> [What is being asked]
Find and copy each line of the listing below that has the word "only" in it.

> [Material for this task]
= Beginning of Section =
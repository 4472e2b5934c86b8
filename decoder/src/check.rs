use {
  crate::{
    decode::{fields, pluck, Decoded, Decoder, Frame, Slot},
    Violation,
  },
  alloy_primitives::{Address, B256, I256, U256},
  roles_primitives::{Condition, Operator, ParameterType},
  serde::{Deserialize, Serialize},
  std::collections::BTreeMap,
  tracing::trace,
};

/// What a condition is evaluated against, besides the calldata itself.
#[derive(Debug, Clone, Default, PartialEq, Eq, Serialize, Deserialize)]
#[serde(rename_all = "camelCase")]
pub struct Context {
  /// The account whose permissions are being exercised.
  pub avatar: Address,

  /// Ether sent along with the call.
  #[serde(default)]
  pub value: U256,

  /// Remaining balance of each allowance, by allowance key. Balances are
  /// only read, never consumed.
  #[serde(default)]
  pub allowances: BTreeMap<B256, U256>,
}

/// Evaluates `condition` against `calldata`.
///
/// The condition doubles as the layout of the calldata, so calldata that
/// does not have the described shape fails with [`Violation::Calldata`].
pub fn check(
  calldata: &[u8],
  condition: &Condition,
  context: &Context,
) -> Result<(), Violation> {
  Checker::new(calldata, context, context.value).root(condition)
}

pub(crate) struct Checker<'a> {
  calldata: &'a [u8],
  decoder: Decoder<'a>,
  context: &'a Context,
  value: U256,
}

impl<'a> Checker<'a> {
  pub fn new(calldata: &'a [u8], context: &'a Context, value: U256) -> Self {
    Self {
      calldata,
      decoder: Decoder::new(calldata),
      context,
      value,
    }
  }

  pub fn root(&self, condition: &Condition) -> Result<(), Violation> {
    let children = condition.children();
    let passes = |c: &Condition| self.root(c).is_ok();
    match condition.operator() {
      Operator::And => children.iter().try_for_each(|c| self.root(c)),
      Operator::Or => match children.iter().any(passes) {
        true => Ok(()),
        false => Err(Violation::OrViolation),
      },
      Operator::Nor => match children.iter().any(passes) {
        true => Err(Violation::NorViolation),
        false => Ok(()),
      },
      _ if condition.param_type() == ParameterType::None => {
        let frame = Frame {
          start: 0,
          end: self.calldata.len(),
        };
        let slot = Slot { frame, head: 0 };
        self.evaluate(condition, &Decoded::default(), slot)
      }
      operator => {
        let decoded = self.decoder.root(condition)?;
        let frame = self.decoder.root_frame(condition.param_type())?;
        match operator {
          Operator::Matches => {
            self.fields(condition, &decoded.children, frame)
          }
          Operator::Custom => Err(Violation::UnsupportedCustomCondition),
          _ => Ok(()),
        }
      }
    }
  }

  /// Checks the decoded fields of a region against the children of
  /// `layout`.
  fn fields(
    &self,
    layout: &Condition,
    decoded: &[Decoded],
    frame: Frame,
  ) -> Result<(), Violation> {
    fields(layout, decoded, frame)
      .into_iter()
      .try_for_each(|(slot, condition, decoded)| {
        self.evaluate(condition, decoded, slot)
      })
  }

  /// Decodes the field at `slot` and checks it.
  fn field(&self, condition: &Condition, slot: Slot) -> Result<(), Violation> {
    let field = self.decoder.field(condition, slot)?;
    self.evaluate(condition, &field.decoded, slot)
  }

  /// Whether the field at `slot` decodes with `condition` as its layout
  /// and satisfies it.
  fn passes(&self, condition: &Condition, slot: Slot) -> bool {
    match self.field(condition, slot) {
      Ok(()) => true,
      Err(violation) => {
        trace!("{condition:?} not satisfied: {violation}");
        false
      }
    }
  }

  /// Whether an already decoded field satisfies `condition`.
  fn holds(
    &self,
    condition: &Condition,
    decoded: &Decoded,
    slot: Slot,
  ) -> bool {
    match self.evaluate(condition, decoded, slot) {
      Ok(()) => true,
      Err(violation) => {
        trace!("{condition:?} not satisfied: {violation}");
        false
      }
    }
  }

  /// The decoded elements of an array field with their head slots.
  fn elements<'c, 'd>(
    &self,
    condition: &'c Condition,
    decoded: &'d Decoded,
    slot: Slot,
  ) -> Result<Vec<(Slot, &'c Condition, &'d Decoded)>, Violation> {
    let frame =
      self
        .decoder
        .frame(condition, decoded.location, slot.frame.end)?;
    Ok(fields(condition, &decoded.children, frame))
  }

  fn evaluate(
    &self,
    condition: &Condition,
    decoded: &Decoded,
    slot: Slot,
  ) -> Result<(), Violation> {
    let children = condition.children();
    match condition.operator() {
      Operator::Pass => Ok(()),

      // branches of And and Nor are decoded alongside each other
      Operator::And => children
        .iter()
        .zip(&decoded.children)
        .try_for_each(|(c, d)| self.evaluate(c, d, slot)),

      Operator::Nor => {
        let mut branches = children.iter().zip(&decoded.children);
        match branches.any(|(c, d)| self.holds(c, d, slot)) {
          true => Err(Violation::NorViolation),
          false => Ok(()),
        }
      }

      // only the first fitting variant was decoded
      Operator::Or => {
        match children.iter().any(|c| self.passes(c, slot)) {
          true => Ok(()),
          false => Err(Violation::OrViolation),
        }
      }

      Operator::Matches => {
        if condition.param_type() == ParameterType::Array
          && decoded.children.len() != children.len()
        {
          return Err(Violation::ParameterNotAMatch);
        }
        let frame =
          self
            .decoder
            .frame(condition, decoded.location, slot.frame.end)?;
        self.fields(condition, &decoded.children, frame)
      }

      Operator::ArraySome => {
        let elements = self.elements(condition, decoded, slot)?;
        let mut elements = elements.into_iter();
        match elements.any(|(slot, c, d)| self.holds(c, d, slot)) {
          true => Ok(()),
          false => Err(Violation::NoArrayElementPasses),
        }
      }

      Operator::ArrayEvery => {
        let elements = self.elements(condition, decoded, slot)?;
        let mut elements = elements.into_iter();
        match elements.all(|(slot, c, d)| self.holds(c, d, slot)) {
          true => Ok(()),
          false => Err(Violation::NotEveryArrayElementPasses),
        }
      }

      Operator::ArraySubset => self.subset(condition, decoded, slot),

      Operator::EqualTo => {
        let expected = comp_value(condition);
        let actual = match condition.param_type() {
          ParameterType::Static => {
            self.pluck(decoded.location, expected.len())?
          }
          _ => self.pluck(decoded.location, decoded.size)?,
        };
        match actual == expected {
          true => Ok(()),
          false => Err(Violation::ParameterNotAllowed),
        }
      }

      Operator::GreaterThan => {
        match self.uint(decoded)? > to_uint(comp_value(condition)) {
          true => Ok(()),
          false => Err(Violation::ParameterLessThanAllowed),
        }
      }

      Operator::LessThan => {
        match self.uint(decoded)? < to_uint(comp_value(condition)) {
          true => Ok(()),
          false => Err(Violation::ParameterGreaterThanAllowed),
        }
      }

      Operator::SignedIntGreaterThan => {
        let bound = I256::from_raw(to_uint(comp_value(condition)));
        match I256::from_raw(self.uint(decoded)?) > bound {
          true => Ok(()),
          false => Err(Violation::ParameterLessThanAllowed),
        }
      }

      Operator::SignedIntLessThan => {
        let bound = I256::from_raw(to_uint(comp_value(condition)));
        match I256::from_raw(self.uint(decoded)?) < bound {
          true => Ok(()),
          false => Err(Violation::ParameterGreaterThanAllowed),
        }
      }

      Operator::Bitmask => self.bitmask(condition, decoded),

      Operator::EqualToAvatar => {
        let avatar = self.context.avatar.into_word();
        match self.pluck(decoded.location, 32)? == avatar.as_slice() {
          true => Ok(()),
          false => Err(Violation::ParameterNotAllowed),
        }
      }

      Operator::Custom => Err(Violation::UnsupportedCustomCondition),

      Operator::WithinAllowance => {
        let key = allowance_key(condition);
        let amount = self.uint(decoded)?;
        match self.within_allowance(&key, amount) {
          true => Ok(()),
          false => Err(Violation::AllowanceExceeded(key)),
        }
      }

      Operator::EtherWithinAllowance => {
        let key = allowance_key(condition);
        match self.within_allowance(&key, self.value) {
          true => Ok(()),
          false => Err(Violation::EtherAllowanceExceeded(key)),
        }
      }

      Operator::CallWithinAllowance => {
        let key = allowance_key(condition);
        match self.within_allowance(&key, U256::from(1)) {
          true => Ok(()),
          false => Err(Violation::CallAllowanceExceeded(key)),
        }
      }
    }
  }

  /// Every element is matched by a branch, and no branch matches more
  /// than one element.
  fn subset(
    &self,
    condition: &Condition,
    decoded: &Decoded,
    slot: Slot,
  ) -> Result<(), Violation> {
    let elements = self.elements(condition, decoded, slot)?;
    if elements.is_empty() {
      return Err(Violation::ParameterNotSubsetOfAllowed);
    }

    // every branch is its own layout for the element
    let branches = condition.children();
    let mut taken = vec![false; branches.len()];
    for (element, _, _) in elements {
      let matched = branches.iter().enumerate().find(|(index, branch)| {
        !taken[*index] && self.passes(branch, element)
      });
      match matched {
        Some((index, _)) => taken[index] = true,
        None => return Err(Violation::ParameterNotSubsetOfAllowed),
      }
    }
    Ok(())
  }

  /// The compare value packs a 2 byte shift, a 15 byte mask and the 15
  /// bytes expected under the mask.
  fn bitmask(
    &self,
    condition: &Condition,
    decoded: &Decoded,
  ) -> Result<(), Violation> {
    let value = match condition.param_type() {
      ParameterType::Static => self.pluck(decoded.location, decoded.size)?,
      _ => {
        let data = self.pluck(decoded.location, decoded.size)?;
        data.get(32..).unwrap_or_default()
      }
    };

    let comp = comp_value(condition);
    let (Some(shift), Some(mask), Some(expected)) =
      (comp.get(..2), comp.get(2..17), comp.get(17..32))
    else {
      return Err(Violation::BitmaskNotAllowed);
    };

    let shift = usize::from(u16::from_be_bytes([shift[0], shift[1]]));
    if shift >= value.len() {
      return Err(Violation::BitmaskOverflow);
    }

    let window = &value[shift..];
    let fits = mask.iter().zip(expected).enumerate().all(|(i, (m, e))| {
      window.get(i).copied().unwrap_or_default() & m == *e
    });
    match fits {
      true => Ok(()),
      false => Err(Violation::BitmaskNotAllowed),
    }
  }

  fn within_allowance(&self, key: &B256, amount: U256) -> bool {
    self
      .context
      .allowances
      .get(key)
      .is_some_and(|balance| amount <= *balance)
  }

  fn uint(&self, decoded: &Decoded) -> Result<U256, Violation> {
    Ok(to_uint(self.pluck(decoded.location, 32)?))
  }

  fn pluck(&self, location: usize, size: usize) -> Result<&'a [u8], Violation> {
    Ok(pluck(self.calldata, location, size)?)
  }
}

fn comp_value(condition: &Condition) -> &[u8] {
  condition.comp_value().map(|c| &c[..]).unwrap_or_default()
}

fn to_uint(bytes: &[u8]) -> U256 {
  U256::try_from_be_slice(bytes).unwrap_or_default()
}

fn allowance_key(condition: &Condition) -> B256 {
  B256::try_from(comp_value(condition)).unwrap_or_default()
}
= End of Section =
> [Exercise result]
  /// only read, never consumed.
      // only the first fitting variant was decoded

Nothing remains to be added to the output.